[Collected data]

Content starts

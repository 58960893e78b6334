use std::fmt;

use serde::ser::SerializeMap;
use serde::{Deserialize, Serialize, Serializer};

// ---------------------------------------------------------------------------
// Product records
// ---------------------------------------------------------------------------

/// Whether a product has been sold, and on what terms.
///
/// The sale fields are optional even on `Sold`: storage does not enforce
/// that a sold record carries a price and date, and the engine must still
/// produce a summary when it doesn't.
#[derive(Clone, Copy, Debug, Default, PartialEq)]
pub enum SaleStatus {
    #[default]
    Unsold,
    Sold {
        /// Sale price for the record (the whole lot, not per unit).
        price: Option<f64>,
        /// Epoch milliseconds.
        date: Option<i64>,
    },
}

impl SaleStatus {
    pub fn is_sold(&self) -> bool {
        matches!(self, SaleStatus::Sold { .. })
    }
}

/// A single product's inventory/sale entry.
#[derive(Clone, Debug, PartialEq, Serialize, Deserialize)]
#[serde(from = "ProductRecord", into = "ProductRecord")]
pub struct Product {
    pub id: String,
    pub name: String,
    /// Units currently in stock.
    pub quantity: u32,
    /// Per-unit acquisition cost.
    pub original_price: f64,
    /// Raw category label as stored. Resolved against the configured
    /// `CategorySet` at aggregation time.
    pub category: String,
    pub sale: SaleStatus,
    pub buyer_info: Option<String>,
    /// Falls back to the configured default (5) when absent.
    pub low_stock_threshold: Option<u32>,
    pub created_at: i64,
    pub updated_at: i64,
}

impl Product {
    pub fn is_sold(&self) -> bool {
        self.sale.is_sold()
    }

    /// Sale price, only if the product is sold and the price was recorded.
    pub fn sold_price(&self) -> Option<f64> {
        match self.sale {
            SaleStatus::Sold { price, .. } => price,
            SaleStatus::Unsold => None,
        }
    }

    /// Sale timestamp, only if the product is sold and the date was recorded.
    pub fn sold_date(&self) -> Option<i64> {
        match self.sale {
            SaleStatus::Sold { date, .. } => date,
            SaleStatus::Unsold => None,
        }
    }

    /// Capital tied up in this record: `original_price * quantity`.
    pub fn investment(&self) -> f64 {
        self.original_price * self.quantity as f64
    }

    pub fn effective_threshold(&self, default_threshold: u32) -> u32 {
        self.low_stock_threshold.unwrap_or(default_threshold)
    }
}

/// Flat wire shape of a product as the realtime database stores it.
///
/// `soldPrice`/`soldDate` are nullable siblings of `isSold` here; converting
/// into `Product` folds them into `SaleStatus`.
#[derive(Clone, Debug, Default, PartialEq, Serialize, Deserialize)]
#[serde(rename_all = "camelCase")]
pub struct ProductRecord {
    #[serde(default)]
    pub id: String,
    #[serde(default)]
    pub name: String,
    #[serde(default)]
    pub quantity: u32,
    #[serde(default)]
    pub original_price: f64,
    #[serde(default)]
    pub category: String,
    #[serde(default)]
    pub is_sold: bool,
    #[serde(default, skip_serializing_if = "Option::is_none")]
    pub sold_price: Option<f64>,
    #[serde(default, skip_serializing_if = "Option::is_none")]
    pub sold_date: Option<i64>,
    #[serde(default, skip_serializing_if = "Option::is_none")]
    pub buyer_info: Option<String>,
    #[serde(default, skip_serializing_if = "Option::is_none")]
    pub low_stock_threshold: Option<u32>,
    #[serde(default)]
    pub created_at: i64,
    #[serde(default)]
    pub updated_at: i64,
}

impl From<ProductRecord> for Product {
    fn from(r: ProductRecord) -> Self {
        // Stray sale fields on an unsold record are dropped.
        let sale = if r.is_sold {
            SaleStatus::Sold {
                price: r.sold_price,
                date: r.sold_date,
            }
        } else {
            SaleStatus::Unsold
        };
        Product {
            id: r.id,
            name: r.name,
            quantity: r.quantity,
            original_price: r.original_price,
            category: r.category,
            sale,
            buyer_info: r.buyer_info,
            low_stock_threshold: r.low_stock_threshold,
            created_at: r.created_at,
            updated_at: r.updated_at,
        }
    }
}

impl From<Product> for ProductRecord {
    fn from(p: Product) -> Self {
        ProductRecord {
            is_sold: p.is_sold(),
            sold_price: p.sold_price(),
            sold_date: p.sold_date(),
            id: p.id,
            name: p.name,
            quantity: p.quantity,
            original_price: p.original_price,
            category: p.category,
            buyer_info: p.buyer_info,
            low_stock_threshold: p.low_stock_threshold,
            created_at: p.created_at,
            updated_at: p.updated_at,
        }
    }
}

// ---------------------------------------------------------------------------
// Derived values
// ---------------------------------------------------------------------------

/// Direction of a realized profit or loss.
#[derive(Clone, Copy, Debug, PartialEq, Eq, Serialize)]
pub enum ProfitLossStatus {
    Gain,
    Loss,
    Even,
}

impl fmt::Display for ProfitLossStatus {
    fn fmt(&self, f: &mut fmt::Formatter<'_>) -> fmt::Result {
        match self {
            ProfitLossStatus::Gain => write!(f, "\u{2191} Gain"),
            ProfitLossStatus::Loss => write!(f, "\u{2193} Loss"),
            ProfitLossStatus::Even => write!(f, "\u{2192} Even"),
        }
    }
}

/// One calendar month of sales.
#[derive(Clone, Debug, PartialEq, Serialize)]
pub struct MonthlySales {
    /// `"Oct 2026"` style label. Serialized as `date` for chart consumers.
    #[serde(rename = "date")]
    pub label: String,
    pub year: i32,
    /// 1-based calendar month.
    pub month: u32,
    pub sales: f64,
    pub profit: f64,
}

#[derive(Clone, Debug, PartialEq, Serialize)]
pub struct CategoryCount {
    pub category: String,
    pub count: usize,
}

/// Record counts per configured category, in configuration order.
///
/// Serializes as a JSON object (`{"Electronics": 2, ...}`) preserving order.
#[derive(Clone, Debug, Default, PartialEq)]
pub struct CategoryBreakdown {
    entries: Vec<CategoryCount>,
}

impl CategoryBreakdown {
    pub fn new(entries: Vec<CategoryCount>) -> Self {
        Self { entries }
    }

    pub fn get(&self, category: &str) -> Option<usize> {
        self.entries
            .iter()
            .find(|e| e.category == category)
            .map(|e| e.count)
    }

    pub fn iter(&self) -> impl Iterator<Item = &CategoryCount> {
        self.entries.iter()
    }

    pub fn len(&self) -> usize {
        self.entries.len()
    }

    pub fn is_empty(&self) -> bool {
        self.entries.is_empty()
    }

    /// Sum of all counts. Equals the number of records tallied.
    pub fn total(&self) -> usize {
        self.entries.iter().map(|e| e.count).sum()
    }
}

impl Serialize for CategoryBreakdown {
    fn serialize<S: Serializer>(&self, serializer: S) -> Result<S::Ok, S::Error> {
        let mut map = serializer.serialize_map(Some(self.entries.len()))?;
        for entry in &self.entries {
            map.serialize_entry(&entry.category, &entry.count)?;
        }
        map.end()
    }
}

/// A closed sale, flattened for history views.
#[derive(Clone, Debug, PartialEq, Serialize)]
#[serde(rename_all = "camelCase")]
pub struct SaleEntry {
    pub product_id: String,
    pub product_name: String,
    pub sold_date: i64,
    pub sold_price: f64,
    pub original_price: f64,
    pub profit: f64,
    #[serde(skip_serializing_if = "Option::is_none")]
    pub buyer_info: Option<String>,
}

/// Business summary derived from a product collection.
///
/// Recomputed from scratch on every call; holds no incremental state.
#[derive(Clone, Debug, PartialEq, Serialize)]
#[serde(rename_all = "camelCase")]
pub struct ProductSummary {
    pub total_products: usize,
    pub sold_products: usize,
    pub unsold_products: usize,
    pub total_investment: f64,
    pub total_revenue: f64,
    pub total_profit: f64,
    pub average_price: f64,
    /// `total_profit / total_revenue * 100`, or 0 without revenue.
    pub profit_margin: f64,
    pub monthly_sales: Vec<MonthlySales>,
    pub best_sellers: Vec<Product>,
    pub low_stock_items: Vec<Product>,
    /// Length of `low_stock_items` after truncation, not the full count of
    /// understocked records.
    pub low_stock_count: usize,
    pub category_breakdown: CategoryBreakdown,
}

#[cfg(test)]
mod tests {
    use super::*;

    #[test]
    fn record_to_product_folds_sale_fields() {
        let record = ProductRecord {
            id: "p1".into(),
            is_sold: true,
            sold_price: Some(80.0),
            sold_date: Some(1_700_000_000_000),
            ..ProductRecord::default()
        };
        let product = Product::from(record);
        assert_eq!(
            product.sale,
            SaleStatus::Sold {
                price: Some(80.0),
                date: Some(1_700_000_000_000)
            }
        );
    }

    #[test]
    fn unsold_record_drops_stray_sale_fields() {
        let record = ProductRecord {
            is_sold: false,
            sold_price: Some(80.0),
            ..ProductRecord::default()
        };
        let product = Product::from(record);
        assert_eq!(product.sale, SaleStatus::Unsold);
        assert_eq!(product.sold_price(), None);
    }

    #[test]
    fn product_deserializes_from_camel_case_json() {
        let json = r#"{
            "id": "abc",
            "name": "Headphones",
            "quantity": 3,
            "originalPrice": 40.5,
            "category": "Electronics",
            "isSold": true,
            "soldPrice": 60,
            "soldDate": 1760745600000,
            "createdAt": 1,
            "updatedAt": 2
        }"#;
        let product: Product = serde_json::from_str(json).unwrap();
        assert_eq!(product.quantity, 3);
        assert!((product.original_price - 40.5).abs() < 1e-9);
        assert_eq!(product.sold_price(), Some(60.0));
        assert_eq!(product.sold_date(), Some(1_760_745_600_000));
        assert_eq!(product.low_stock_threshold, None);
    }

    #[test]
    fn product_serializes_back_to_wire_shape() {
        let product = Product::from(ProductRecord {
            id: "x".into(),
            quantity: 2,
            original_price: 10.0,
            ..ProductRecord::default()
        });
        let value = serde_json::to_value(&product).unwrap();
        assert_eq!(value["isSold"], serde_json::json!(false));
        assert_eq!(value["originalPrice"], serde_json::json!(10.0));
        assert!(value.get("soldPrice").is_none());
    }

    #[test]
    fn category_breakdown_serializes_in_order() {
        let breakdown = CategoryBreakdown::new(vec![
            CategoryCount { category: "Electronics".into(), count: 2 },
            CategoryCount { category: "Clothing".into(), count: 0 },
            CategoryCount { category: "Other".into(), count: 1 },
        ]);
        let json = serde_json::to_string(&breakdown).unwrap();
        assert_eq!(json, r#"{"Electronics":2,"Clothing":0,"Other":1}"#);
        assert_eq!(breakdown.total(), 3);
        assert_eq!(breakdown.get("Clothing"), Some(0));
        assert_eq!(breakdown.get("Toys"), None);
    }
}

Content ends

ASSIGNMENT: Give only a number, namely how many lines in the entries above hold the word "ProfitLossStatus".

RESULT OF THIS EXERCISE: 5